1. Wednesday February 1, 2012 at about 3:15 AM. I was in my room in Liberty Hall—the bottom floor, with a window facing Oak Street.
2. The light was a combination of three sources: The amber glow of Hofstra’s lamps, The halogen streetlights on Oak Street, and the headlights of cars passing by. All of these lights came through my window, broken up by the venetian blinds half-closed.

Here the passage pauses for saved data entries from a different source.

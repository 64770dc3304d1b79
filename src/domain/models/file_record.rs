use std::path::PathBuf;

use serde::{Deserialize, Serialize};
use sha2::{Digest, Sha256};

use super::Language;

/// Computes the 16-hex-character SHA-256 prefix used as a file content hash.
pub fn compute_content_hash(content: &[u8]) -> String {
    let digest = Sha256::digest(content);
    let hex = format!("{:x}", digest);
    hex[..16].to_string()
}

/// A crawled candidate file.
#[derive(Debug, Clone, PartialEq, Eq, Serialize, Deserialize)]
pub struct FileInfo {
    pub path: PathBuf,
    pub rel_path: String,
    pub language: Language,
    pub hash: String,
    pub size: u64,
    pub mtime_ms: u64,
}

/// Persisted per-file record in the file index.
#[derive(Debug, Clone, PartialEq, Eq, Serialize, Deserialize)]
#[serde(rename_all = "camelCase")]
pub struct FileRecord {
    pub relative_path: String,
    pub hash: String,
    pub mtime: u64,
    pub indexed_at: u64,
    pub chunk_count: u32,
}

impl FileRecord {
    pub fn from_crawl(info: &FileInfo, indexed_at: u64, chunk_count: u32) -> Self {
        Self {
            relative_path: info.rel_path.clone(),
            hash: info.hash.clone(),
            mtime: info.mtime_ms,
            indexed_at,
            chunk_count,
        }
    }

    /// A crawled file counts as unchanged when both mtime and hash match.
    pub fn matches(&self, info: &FileInfo) -> bool {
        self.hash == info.hash && self.mtime == info.mtime_ms
    }
}

#[cfg(test)]
mod tests {
    use super::*;

    #[test]
    fn test_content_hash_prefix() {
        let hash = compute_content_hash(b"fn main() {}");
        assert_eq!(hash.len(), 16);
        assert!(hash.chars().all(|c| c.is_ascii_hexdigit()));
        assert_eq!(hash, compute_content_hash(b"fn main() {}"));
        assert_ne!(hash, compute_content_hash(b"fn main() { }"));
    }

    #[test]
    fn test_record_matches_crawl() {
        let info = FileInfo {
            path: PathBuf::from("/repo/a.rs"),
            rel_path: "a.rs".to_string(),
            language: Language::Rust,
            hash: "aabbccddeeff0011".to_string(),
            size: 12,
            mtime_ms: 1000,
        };
        let record = FileRecord::from_crawl(&info, 2000, 3);
        assert!(record.matches(&info));

        let touched = FileInfo {
            mtime_ms: 1001,
            ..info.clone()
        };
        assert!(!record.matches(&touched));

        let rewritten = FileInfo {
            hash: "1100ffeeddccbbaa".to_string(),
            ..info
        };
        assert!(!record.matches(&rewritten));
    }
}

3. Your dorm room at 3:15 AM is not where you would expect to be experiencing a moment with light. My room remains rather bright for three hours past midnight. The blinds are old and bent, and don’t close all of the way. They don’t exactly do a great job of blinding. It isn’t exactly foggy, but weather is moving in, and diffusing the light from the lamps around the building. The result is an amber glow filling my dorm, broken into even bars across the room. The passing headlights reach the inside of my room for only a moment, then gone. A flash of white—and gone. It’s late, the cars are rather infrequent, but occasionally there will suddenly be a group. One. Two. Three. As the cars pass headed North, white bars race across my wall above my head. The moment passes. These headlights return me to my room at home—with a room on the corner and windows facing the street, that same light show would play above my head as I fell asleep every night. A flash of light. The moment passes. And gone.